1.9.21

Shape policy for endemic, not pandemic, virus

To understand the uselessness of the virtue signaling made by Democrat Gov. John Bel Edwards by the extension of his face covering mandate now in effect, it is necessary to comprehend his entirely mistaken conception, widely shared on the political left, of the course run by the Wuhan coronavirus pandemic.

At an instrumental level, policy studies tell us mask mandates do little to slow the spread of this virus relative to their absence (and much evidence suggests these overall hurt children, who have a greater chance of dying through a lightning strike sometime in their lives than from a virus in their childhood that has an infection fatality rate for the population hardly higher than seasonal influenza). The only thing that does work to a significant degree are economic and social lockdowns, which Edwards is unwilling to do because of the severe public reaction that inevitably would occur.

And the reason this reaction would happen is because, unlike Edwards and many of his leftist friends in power, the public has grasped or is willing to admit the reality why at the theoretical level such policies do more harm to society and the polity than good. This is because such draconian policies misalign with the realities of the present situation.

Policy options regarding the pandemic have emerged over three distinctive phases. The first occurred very early on, in the country about the beginning of Feb., 2020 and in Louisiana a month later. Then, it was thought the believed relative geographic isolation of the virus made it possible for government fiat to stamp it out, so by rigorous identification and contract tracing and lockdowns where needed, government could extinguish it.

That hope quickly evaporated in the U.S., and even with countries (basically, the western Pacific rim) that very rigorously and diligently tried to achieve this and haven’t. That’s because, as we now know, the alert went out way too late. In all likelihood, a lab escape in early Oct., 2019 from the Wuhan Institute of Virology loosed the virus nearly three months prior to the Chinese government acknowledging its existence.

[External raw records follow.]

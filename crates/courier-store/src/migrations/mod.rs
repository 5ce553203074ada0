//! Database migration runner.
//!
//! Migrations are executed in order on every [`crate::Database`] open.  Each
//! migration is guarded by the `user_version` pragma so it runs exactly once.
//! The column layout is a durable contract shared with the reconciler and the
//! UI layer; renaming a column is a breaking migration, not an edit to v001.

pub mod v001_initial;

use rusqlite::Connection;

use crate::error::{Result, StoreError};

/// Current schema version.  Bump this and add a new migration module whenever
/// the schema changes.
pub(crate) const CURRENT_VERSION: u32 = 1;

/// Run all pending migrations against the open connection.
///
/// The function reads `PRAGMA user_version` to determine which migrations have
/// already been applied, then executes any outstanding ones in order.
pub fn run_migrations(conn: &Connection) -> Result<()> {
    let current: u32 = conn.pragma_query_value(None, "user_version", |row| row.get(0))?;

    tracing::info!(
        current_version = current,
        target_version = CURRENT_VERSION,
        "checking database migrations"
    );

    if current < 1 {
        tracing::info!("applying migration v001_initial");
        v001_initial::up(conn).map_err(|e| StoreError::Migration(e.to_string()))?;
        conn.pragma_update(None, "user_version", 1)?;
    }

    // Future migrations would be added here:
    // if current < 2 {
    //     v002_xxx::up(conn)?;
    //     conn.pragma_update(None, "user_version", 2)?;
    // }

    Ok(())
}
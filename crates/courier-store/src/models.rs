//! Domain model structs persisted in the local SQLite database.
//!
//! Every struct derives `Serialize` and `Deserialize` so it can be handed
//! directly to the UI layer.

use chrono::{DateTime, Utc};
use courier_shared::{DeliveryStatus, PublicId};
use serde::{Deserialize, Serialize};
use uuid::Uuid;

// ---------------------------------------------------------------------------
// Contact
// ---------------------------------------------------------------------------

/// A cached remote-directory entry, mirroring one device phone-book number.
#[derive(Debug, Clone, Serialize, Deserialize, PartialEq, Eq)]
pub struct Contact {
    /// Local row id, private to this device.
    pub id: i64,
    /// Display name as it appears in the device phone book.
    pub name: String,
    /// Canonical national phone number (`0` + nine digits), unique.
    pub phone: String,
    /// Directory-assigned identity.  `None` until the contact has been
    /// reconciled with the remote directory.
    pub public_id: Option<PublicId>,
    /// Avatar URL served by the directory.
    pub image_url: Option<String>,
}

// ---------------------------------------------------------------------------
// Chat
// ---------------------------------------------------------------------------

/// A conversation between exactly two contacts.
///
/// `last_message` / `last_timestamp` duplicate data derivable from the
/// message log; they are maintained on every append so the chat list renders
/// without scanning messages.  The `is_group` flag is schema-reserved; no
/// code path writes group chats yet.
#[derive(Debug, Clone, Serialize, Deserialize, PartialEq, Eq)]
pub struct Chat {
    pub id: i64,
    pub name: String,
    pub public_chat_id: Option<PublicId>,
    pub image_url: Option<String>,
    pub is_group: bool,
    pub last_message: Option<String>,
    pub last_timestamp: Option<DateTime<Utc>>,
    pub last_updated: DateTime<Utc>,
    pub unread_count: i64,
}

/// One side of a chat.  Keyed by the participant's public id; the local
/// contact row id is a soft reference filled in when the contact is cached.
#[derive(Debug, Clone, Serialize, Deserialize, PartialEq, Eq)]
pub struct ChatParticipant {
    pub id: i64,
    pub contact_public_id: PublicId,
    pub contact_id: Option<i64>,
    pub chat_id: i64,
}

// ---------------------------------------------------------------------------
// Message
// ---------------------------------------------------------------------------

/// A stored message.
#[derive(Debug, Clone, Serialize, Deserialize, PartialEq, Eq)]
pub struct Message {
    /// Local row id; also the insertion-order tie-break for the timeline.
    pub id: i64,
    /// Client-generated id used for idempotent delivery and ack matching.
    pub message_id: Uuid,
    /// Server-assigned id, present once the server has acked the message.
    pub msg_pub_id: Option<PublicId>,
    pub body: String,
    /// `true` if sent from this device, `false` if received.
    pub from_me: bool,
    pub timestamp: DateTime<Utc>,
    pub status: DeliveryStatus,
    pub chat_id: i64,
}

/// Payload for appending a message; the store assigns the row id.
#[derive(Debug, Clone)]
pub struct NewMessage {
    pub message_id: Uuid,
    pub body: String,
    pub from_me: bool,
    pub timestamp: DateTime<Utc>,
    pub status: DeliveryStatus,
    pub chat_id: i64,
}

impl NewMessage {
    /// An outgoing message stamped now, awaiting delivery.
    pub fn outgoing(chat_id: i64, body: impl Into<String>) -> Self {
        Self {
            message_id: Uuid::new_v4(),
            body: body.into(),
            from_me: true,
            timestamp: Utc::now(),
            status: DeliveryStatus::Pending,
            chat_id,
        }
    }

    /// An incoming message as delivered by the push channel.
    pub fn incoming(chat_id: i64, message_id: Uuid, body: impl Into<String>, timestamp: DateTime<Utc>) -> Self {
        Self {
            message_id,
            body: body.into(),
            from_me: false,
            timestamp,
            status: DeliveryStatus::Delivered,
            chat_id,
        }
    }
}

// ---------------------------------------------------------------------------
// Media attachment
// ---------------------------------------------------------------------------

/// A media file attached to a message.
#[derive(Debug, Clone, Serialize, Deserialize, PartialEq, Eq)]
pub struct MediaAttachment {
    pub id: i64,
    /// Local URI or remote blob reference.
    pub source: String,
    pub public_id: Option<PublicId>,
    pub message_id: i64,
}

/// Payload for attaching media; the owning message id is supplied by the
/// store at append time.
#[derive(Debug, Clone)]
pub struct NewAttachment {
    pub source: String,
    pub public_id: Option<PublicId>,
}

/// A timeline entry: one message with its attachments in insertion order.
#[derive(Debug, Clone, Serialize, Deserialize, PartialEq, Eq)]
pub struct TimelineEntry {
    pub message: Message,
    pub attachments: Vec<MediaAttachment>,
}
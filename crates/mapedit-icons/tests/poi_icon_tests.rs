//! Integration tests for POI icon resolution against a populated registry.

use mapedit_icons::{
    poi_icon, Error, IconData, IconKind, IconRegistry, StaticIconRegistry, VehicleClass,
};

const TREE: IconData = IconData::new(&[0x89, 0x50, 0x4E, 0x47, 0x01], "poi_tree");
const HOTEL: IconData = IconData::new(&[0x89, 0x50, 0x4E, 0x47, 0x02], "poi_hotel");
const FLAG: IconData = IconData::new(&[0x89, 0x50, 0x4E, 0x47, 0x03], "poi_flag");
const PIN: IconData = IconData::new(&[0x89, 0x50, 0x4E, 0x47, 0x04], "poi_pin");
const NATURE: IconData = IconData::new(&[0x89, 0x50, 0x4E, 0x47, 0x05], "poi_nature");

fn registry() -> StaticIconRegistry {
    let _ = tracing_subscriber::fmt().with_test_writer().try_init();
    StaticIconRegistry::builder()
        .with(IconKind::Tree, TREE)
        .with(IconKind::Hotel, HOTEL)
        .with(IconKind::Flag, FLAG)
        .with(IconKind::Pin, PIN)
        .with(IconKind::Nature, NATURE)
        .build()
        .expect("registry covers all icon kinds")
}

#[test]
fn ignoring_resolves_to_tree_icon() {
    let registry = registry();
    let icon = poi_icon(&registry, VehicleClass::Ignoring).unwrap();
    assert_eq!(icon, registry.get_icon(IconKind::Tree));
    assert_eq!(icon.name(), "poi_tree");
}

#[test]
fn private_resolves_to_hotel_icon() {
    let registry = registry();
    let icon = poi_icon(&registry, VehicleClass::Private).unwrap();
    assert_eq!(icon, registry.get_icon(IconKind::Hotel));
    assert_eq!(icon.name(), "poi_hotel");
}

#[test]
fn unmapped_class_is_a_hard_error() {
    let registry = registry();
    let err = poi_icon(&registry, VehicleClass::Passenger).unwrap_err();
    assert!(matches!(
        err,
        Error::InvalidCategory {
            class: VehicleClass::Passenger
        }
    ));
    assert!(err.to_string().contains("Invalid POI"));
}

#[test]
fn repeated_resolution_returns_same_resource() {
    let registry = registry();
    let first = poi_icon(&registry, VehicleClass::Ignoring).unwrap();
    let second = poi_icon(&registry, VehicleClass::Ignoring).unwrap();
    assert_eq!(first, second);
    assert!(std::ptr::eq(first, second));
}

#[test]
fn resolver_works_through_trait_object() {
    let registry = registry();
    let dynamic: &dyn IconRegistry = &registry;
    let icon = poi_icon(dynamic, VehicleClass::Private).unwrap();
    assert_eq!(icon.kind(), IconKind::Hotel);
}

#[test]
fn incomplete_registry_fails_to_build() {
    let err = StaticIconRegistry::builder()
        .with(IconKind::Tree, TREE)
        .with(IconKind::Hotel, HOTEL)
        .build()
        .unwrap_err();
    assert!(matches!(err, Error::MissingIcon { .. }));
}
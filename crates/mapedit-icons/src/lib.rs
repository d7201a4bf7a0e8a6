//! POI icon registry and resolution for the MapEdit scenario editor.
//!
//! Map POIs reuse vehicle-class classification tags as category keys. This
//! crate maps those tags to the icon resources that represent them in the
//! editor:
//!
//! - [`VehicleClass`]: the fixed classification-tag domain
//! - [`IconKind`] / [`Icon`]: the registry's icon domain and its opaque handle
//! - [`IconRegistry`] / [`StaticIconRegistry`]: ownership of icon resources
//! - [`poi_icon`]: the tag-to-handle resolution itself
//!
//! # Example
//!
//! ```ignore
//! use mapedit_icons::{poi_icon, IconData, IconKind, StaticIconRegistry, VehicleClass};
//!
//! let registry = StaticIconRegistry::builder()
//!     .with(IconKind::Tree, IconData::new(include_bytes!("poi_tree.png"), "poi_tree"))
//!     // ... one entry per IconKind ...
//!     .build()?;
//!
//! let icon = poi_icon(&registry, VehicleClass::Ignoring)?;
//! ```

pub mod icon;
pub mod poi;
pub mod registry;
pub mod vehicle_class;

mod error;

pub use error::{Error, Result};
pub use icon::{Icon, IconData, IconKind};
pub use poi::{poi_icon, poi_icon_kind};
pub use registry::{IconRegistry, StaticIconRegistry, StaticIconRegistryBuilder};
pub use vehicle_class::VehicleClass;
//! Vehicle class classification tags.
//!
//! This module provides [`VehicleClass`], the fixed enumeration that normally
//! classifies which vehicle types may use a network element. Map POIs reuse
//! the same tags as category keys, which is why the icon resolver takes a
//! `VehicleClass` rather than a dedicated POI category type.

use std::fmt;

/// Classification tag for network elements and POIs.
///
/// The set of classes is fixed by the simulation suite's network format and
/// never changes at runtime.
#[derive(Debug, Clone, Copy, PartialEq, Eq, Hash)]
pub enum VehicleClass {
    /// Matches any class; POIs tagged with it carry no access restriction
    Ignoring,
    /// Private, non-public-service vehicles
    Private,
    /// Emergency vehicles (ambulance, fire)
    Emergency,
    /// Authority vehicles (police, customs)
    Authority,
    /// Military vehicles
    Army,
    /// VIP convoys
    Vip,
    /// Pedestrians
    Pedestrian,
    /// Ordinary passenger cars
    Passenger,
    /// Taxis
    Taxi,
    /// Urban buses
    Bus,
    /// Long-distance coaches
    Coach,
    /// Light delivery vehicles
    Delivery,
    /// Heavy trucks
    Truck,
    /// Trucks with trailers
    Trailer,
    /// Motorcycles
    Motorcycle,
    /// Mopeds
    Moped,
    /// Bicycles
    Bicycle,
    /// Electric vehicles
    EVehicle,
    /// Trams
    Tram,
    /// Heavy rail
    Rail,
    /// Ships and ferries
    Ship,
    /// Cable cars
    CableCar,
    /// Subway trains
    Subway,
    /// Aircraft
    Aircraft,
    /// First user-defined class
    Custom1,
    /// Second user-defined class
    Custom2,
}

impl VehicleClass {
    /// Get the class name as used in network files.
    pub fn as_str(self) -> &'static str {
        match self {
            VehicleClass::Ignoring => "ignoring",
            VehicleClass::Private => "private",
            VehicleClass::Emergency => "emergency",
            VehicleClass::Authority => "authority",
            VehicleClass::Army => "army",
            VehicleClass::Vip => "vip",
            VehicleClass::Pedestrian => "pedestrian",
            VehicleClass::Passenger => "passenger",
            VehicleClass::Taxi => "taxi",
            VehicleClass::Bus => "bus",
            VehicleClass::Coach => "coach",
            VehicleClass::Delivery => "delivery",
            VehicleClass::Truck => "truck",
            VehicleClass::Trailer => "trailer",
            VehicleClass::Motorcycle => "motorcycle",
            VehicleClass::Moped => "moped",
            VehicleClass::Bicycle => "bicycle",
            VehicleClass::EVehicle => "evehicle",
            VehicleClass::Tram => "tram",
            VehicleClass::Rail => "rail",
            VehicleClass::Ship => "ship",
            VehicleClass::CableCar => "cable_car",
            VehicleClass::Subway => "subway",
            VehicleClass::Aircraft => "aircraft",
            VehicleClass::Custom1 => "custom1",
            VehicleClass::Custom2 => "custom2",
        }
    }

    /// Get all classification tags.
    pub fn all() -> &'static [VehicleClass] {
        &[
            VehicleClass::Ignoring,
            VehicleClass::Private,
            VehicleClass::Emergency,
            VehicleClass::Authority,
            VehicleClass::Army,
            VehicleClass::Vip,
            VehicleClass::Pedestrian,
            VehicleClass::Passenger,
            VehicleClass::Taxi,
            VehicleClass::Bus,
            VehicleClass::Coach,
            VehicleClass::Delivery,
            VehicleClass::Truck,
            VehicleClass::Trailer,
            VehicleClass::Motorcycle,
            VehicleClass::Moped,
            VehicleClass::Bicycle,
            VehicleClass::EVehicle,
            VehicleClass::Tram,
            VehicleClass::Rail,
            VehicleClass::Ship,
            VehicleClass::CableCar,
            VehicleClass::Subway,
            VehicleClass::Aircraft,
            VehicleClass::Custom1,
            VehicleClass::Custom2,
        ]
    }
}

impl fmt::Display for VehicleClass {
    fn fmt(&self, f: &mut fmt::Formatter<'_>) -> fmt::Result {
        f.write_str(self.as_str())
    }
}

This fits the scientific and observed data, what little available as China continues to resist revealing more. Slowly but surely, officials are changing causes of deaths in the U.S. to the virus, so far a month earlier that what once was believed. Serologic evidence points to virus presence in America by Nov., 2019.

In other words, the cat was out of the bag long before the realization came to try to snuff out the virus. That strategy never had a chance, since it already had infiltrated the country, much less the world, but policy-makers didn’t know that.

Regardless, this led to the second phase of managing the pandemic while buying time for vaccine development. The idea here looked to achieve herd immunity through the natural process of virus spread supplemented by intervention with vaccination. Policy along these lines varied between two poles of thought: since the certain subpopulations exhibited vulnerability to it while for everybody else it threatened hardly at all, at one end to protect the vulnerable while leaving the activities of the remaining population largely unaffected, and at the other end to institute invasive protection measures largely applying to everybody.

As it has turned out, virus deaths appear largely unrelated to the policies pursued along this continuum, although if any relationship seems to exist higher per capita death totals appear a bit more likely in states with stricter policy. But not in dispute is that where policies were stricter higher levels of excess deaths occurred.

Unfortunately, Louisiana under Edwards tended to the stricter side. Worse, just as with the first phase of thinking, the second was just as doomed because herd immunity in any significant sense, we now know as opposed to a year ago, was chimerical. This is because this coronavirus is a coronavirus, and these change over time with new variants, and enough so that antibodies, whether acquired naturally through infection or unnaturally through medical intervention, don’t work as effectively against new variants and especially so as time proceeds from the initial introduction.

Ironically, Edwards’ approach and those policy-makers who made similar decisions increased the chances of this outcome. By sheltering the population too much, they lengthened the amount of time available for variants to develop – by flattening the “curve,” they extended it. This is why, despite a third of U.S. residents having become infected by the end of 2020, herd immunity wasn’t reached.

It never will be, just like with other coronaviruses and virus like influenza, which is why in the case of the latter vaccinations are distributed yearly, based upon a guess about what the dominant strain will be. However, these never go away, and humans have to live with this.

Edwards and others emulating his policies and more need to understand the pandemic has transformed into being endemic as the virus can’t be stamped out (and the hits just keep on coming). Making everybody wear a mask never has been policy to combat all these other similarly-acting viruses and rightly so, because it won’t lead to eventual eradication of those or this particular one, much less the far more drastic measures employed by zero tolerance countries who only now have started to recognize the unsustainability of that policy.

This third phase means acquiescing to the virus as a feature of life. It may mean a regime similar to combatting the flu, voluntary shots annually. But it cannot mean mask mandates and even more ridiculous and injurious policies such as vaccine passports to engage in commerce or to hold jobs. These only attenuate individual choices and serve as an affront to human freedom, particularly as these won’t protect anybody nor will they bludgeon the virus into nonexistence. Policy-makers who stupidly impose these strictures forfeit their right to lead governments.